Field Coordinator at Watershed Watch Salmon Society
MSc in Ecological Restoration, 2018
“We’re used to spitting out stats and figures, but it really comes back to stories. It helps bridge that connection to tell your story and hear theirs.”
After graduating with a BSc from the University of the Fraser Valley, Meghan knew she wanted to pursue a master’s degree with an outdoor component, varied work, opportunity to specialize, and the ability to make positive change. Though unsure at first, she soon found the MSc in Ecological Restoration program. Restoration seemed to tick all those boxes for her, and she found herself in the program’s second cohort.
Research on the Katzie Slough and making lasting connections
Though Meghan initially entered the program wanting to focus on forests, she soon became fascinated by salmon and their ecological, cultural, and economic importance. While searching for an applied research project, she discovered Watershed Watch Salmon Society and became interested in their work on the Katzie Slough.
Meghan’s research focused on assessing the condition of the Katzie Slough, a 10km side channel of the Pitt River. By surveying for invasive plants, collecting aerial video of waterways, and sampling water quality, Meghan identified areas of concern and made management recommendations. These included removing certain invasives from target areas, increasing riparian buffer zones, and upgrading flood-control infrastructure.
Meghan enjoyed having plenty of opportunity for networking through the program, and felt that the partnership between both BCIT and SFU helped maximize those opportunities. In her professional life, she says she constantly meets people with some connection to ecological restoration, even those she’s worked with in the past or other alumni. She also enjoyed the opportunity to gain field work experience through her research, and the unique set of challenges and obstacles it taught her to overcome.
Work with Watershed Watch
After graduation, Meghan joined Watershed Watch full-time, just in time to get involved with a restoration project removing invasives and expanding riparian planting in the Katzie Slough. She also worked with the Connected Waters campaign, spending a summer sampling fish and water quality at various field sites. Currently, she’s been busy working on the Resilient Waters campaign, a partnership with MakeWay. Through public engagement and supporting field work with Pearson Ecological, the campaign seeks to upgrade flood-control infrastructure in the lower Fraser River, identifying sites which would best restore access to fish habitat.
Meghan has found she enjoys public engagement a lot more than anticipated, and it’s been rewarding communicating these issues and the benefits of addressing them. Every day has something different in store. Though small and primarily an advocacy group, Watershed Watch is interested in continuing more restoration work and Meghan is eagerly striving to make that happen.

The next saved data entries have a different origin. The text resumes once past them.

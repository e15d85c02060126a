//! Frame clock for hosts driving a [`Scene`](crate::Scene).
//!
//! Produces the monotonic elapsed time and per-frame delta the animation
//! core consumes. Supports pausing, slow motion, a fixed timestep for
//! deterministic runs, and a cap on delta so a stalled window does not
//! make particles jump.
//!
//! # Example
//!
//! ```ignore
//! use treemorph::time::Time;
//!
//! let mut time = Time::new();
//!
//! // In your frame loop:
//! let (elapsed, delta) = time.update();
//! scene.update(elapsed, delta);
//! ```

use std::time::{Duration, Instant};

/// Default upper bound on a single frame delta, in seconds.
pub const DEFAULT_MAX_DELTA: f32 = 0.1;

/// Time tracking for the frame loop.
#[derive(Debug)]
pub struct Time {
    /// When the last frame occurred.
    last_frame: Instant,
    /// Animation time in seconds; only advances while running.
    elapsed_secs: f32,
    /// Time since last frame in seconds, after scaling and clamping.
    delta_secs: f32,
    /// Total frames since start.
    frame_count: u64,
    /// Calculated FPS (updated periodically).
    fps: f32,
    fps_frame_count: u64,
    fps_update_time: Instant,
    fps_update_interval: Duration,
    /// Set when `fps` was recomputed and not yet taken.
    fps_fresh: bool,
    paused: bool,
    /// Fixed delta time for deterministic updates (optional).
    fixed_delta: Option<f32>,
    /// Time scale multiplier (1.0 = normal speed).
    time_scale: f32,
    max_delta: f32,
}

impl Time {
    /// Create a new clock starting from now.
    pub fn new() -> Self {
        let now = Instant::now();
        Self {
            last_frame: now,
            elapsed_secs: 0.0,
            delta_secs: 0.0,
            frame_count: 0,
            fps: 0.0,
            fps_frame_count: 0,
            fps_update_time: now,
            fps_update_interval: Duration::from_millis(500),
            fps_fresh: false,
            paused: false,
            fixed_delta: None,
            time_scale: 1.0,
            max_delta: DEFAULT_MAX_DELTA,
        }
    }

    /// Sample the wall clock. Call once per frame.
    ///
    /// Returns `(elapsed_time, delta_time)` for convenience.
    pub fn update(&mut self) -> (f32, f32) {
        let now = Instant::now();
        let raw_delta = now.duration_since(self.last_frame).as_secs_f32();
        self.last_frame = now;

        self.frame_count += 1;
        let fps_elapsed = now.duration_since(self.fps_update_time);
        if fps_elapsed >= self.fps_update_interval {
            let frames_since = self.frame_count - self.fps_frame_count;
            self.fps = frames_since as f32 / fps_elapsed.as_secs_f32();
            self.fps_frame_count = self.frame_count;
            self.fps_update_time = now;
            self.fps_fresh = true;
        }

        self.advance(raw_delta)
    }

    /// Step the clock by `raw_delta` seconds without reading the wall clock.
    ///
    /// Applies pause, fixed delta, time scale and the delta cap exactly as
    /// [`Time::update`] does.
    pub fn advance(&mut self, raw_delta: f32) -> (f32, f32) {
        if self.paused {
            self.delta_secs = 0.0;
            return (self.elapsed_secs, self.delta_secs);
        }

        let raw = self.fixed_delta.unwrap_or(raw_delta);
        let raw = if raw.is_finite() { raw.max(0.0) } else { 0.0 };
        self.delta_secs = raw.min(self.max_delta) * self.time_scale;
        self.elapsed_secs += self.delta_secs;

        (self.elapsed_secs, self.delta_secs)
    }

    /// Animation time in seconds.
    #[inline]
    pub fn elapsed(&self) -> f32 {
        self.elapsed_secs
    }

    /// Time since last frame in seconds (delta time).
    #[inline]
    pub fn delta(&self) -> f32 {
        self.delta_secs
    }

    /// Total frames since start.
    #[inline]
    pub fn frame(&self) -> u64 {
        self.frame_count
    }

    /// Calculated frames per second.
    #[inline]
    pub fn fps(&self) -> f32 {
        self.fps
    }

    /// The FPS value once after each recompute, `None` in between.
    ///
    /// Lets a host refresh an on-screen counter without doing it every frame.
    pub fn take_fps(&mut self) -> Option<f32> {
        if self.fps_fresh {
            self.fps_fresh = false;
            Some(self.fps)
        } else {
            None
        }
    }

    /// Whether time is currently paused.
    #[inline]
    pub fn is_paused(&self) -> bool {
        self.paused
    }

    /// Current time scale multiplier.
    #[inline]
    pub fn time_scale(&self) -> f32 {
        self.time_scale
    }

    /// Toggle pause state.
    ///
    /// While paused, `delta()` is 0 and `elapsed()` stops increasing.
    pub fn toggle_pause(&mut self) {
        self.paused = !self.paused;
    }

    /// Set a fixed delta time for deterministic updates.
    ///
    /// Pass `None` to use real frame timing.
    pub fn set_fixed_delta(&mut self, delta: Option<f32>) {
        self.fixed_delta = delta;
    }

    /// Set time scale multiplier. Negative values clamp to 0.
    pub fn set_time_scale(&mut self, scale: f32) {
        self.time_scale = scale.max(0.0);
    }

    /// Set the cap on a single frame delta, in seconds.
    pub fn set_max_delta(&mut self, max_delta: f32) {
        self.max_delta = max_delta.max(0.0);
    }
}

impl Default for Time {
    fn default() -> Self {
        Self::new()
    }
}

Effecting change through advocacy
For Meghan, who grew up in the Vancouver area and has always felt a strong connection to the landscape, ecological restoration feels like an opportunity to give back and create meaningful change. To her, salmon seem like an obvious choice for restoration, and their importance cannot be understated.
Though not everyone agrees at first, she’s learned a lot about how to advocate effectively. “We come at it from a scientific background. We’re used to spitting out stats and figures, but it really comes back to stories,” she explains, “It helps bridge that connection to tell your story and hear theirs. Some people may not care much about restoration of streams for fish, for instance, but they may care about improving water quality for crops. Care about their concerns and find common ground.”
Meghan also sees good advocacy as a tool for larger-scale change. “Municipalities don’t have a lot of money to invest in these infrastructure projects. There’s hesitancy to invest in nature based solutions. Getting out information about their efficacy and the long-term cost savings will make it easier to transition,” she says. She has high hopes for the Resilient Waters campaign to effect serious change. With practices such as dam removal gaining traction, she thinks people are finally starting to value our freshwater resources.
Advice for new students: get out there and talk to people
Meghan’s advice for those just starting out in restoration is to just talk to people. Whether it’s through a conference, webinar, volunteering session, or someone whose work you read about, reach out. Everyone she knows in the field has been very open and excited to talk about their experience, interests, and work. It helps that there’s increasingly more resources and publications. She’s proud that restoration is starting to break out of scientific circles, and excited to see what the field will accomplish in years to come.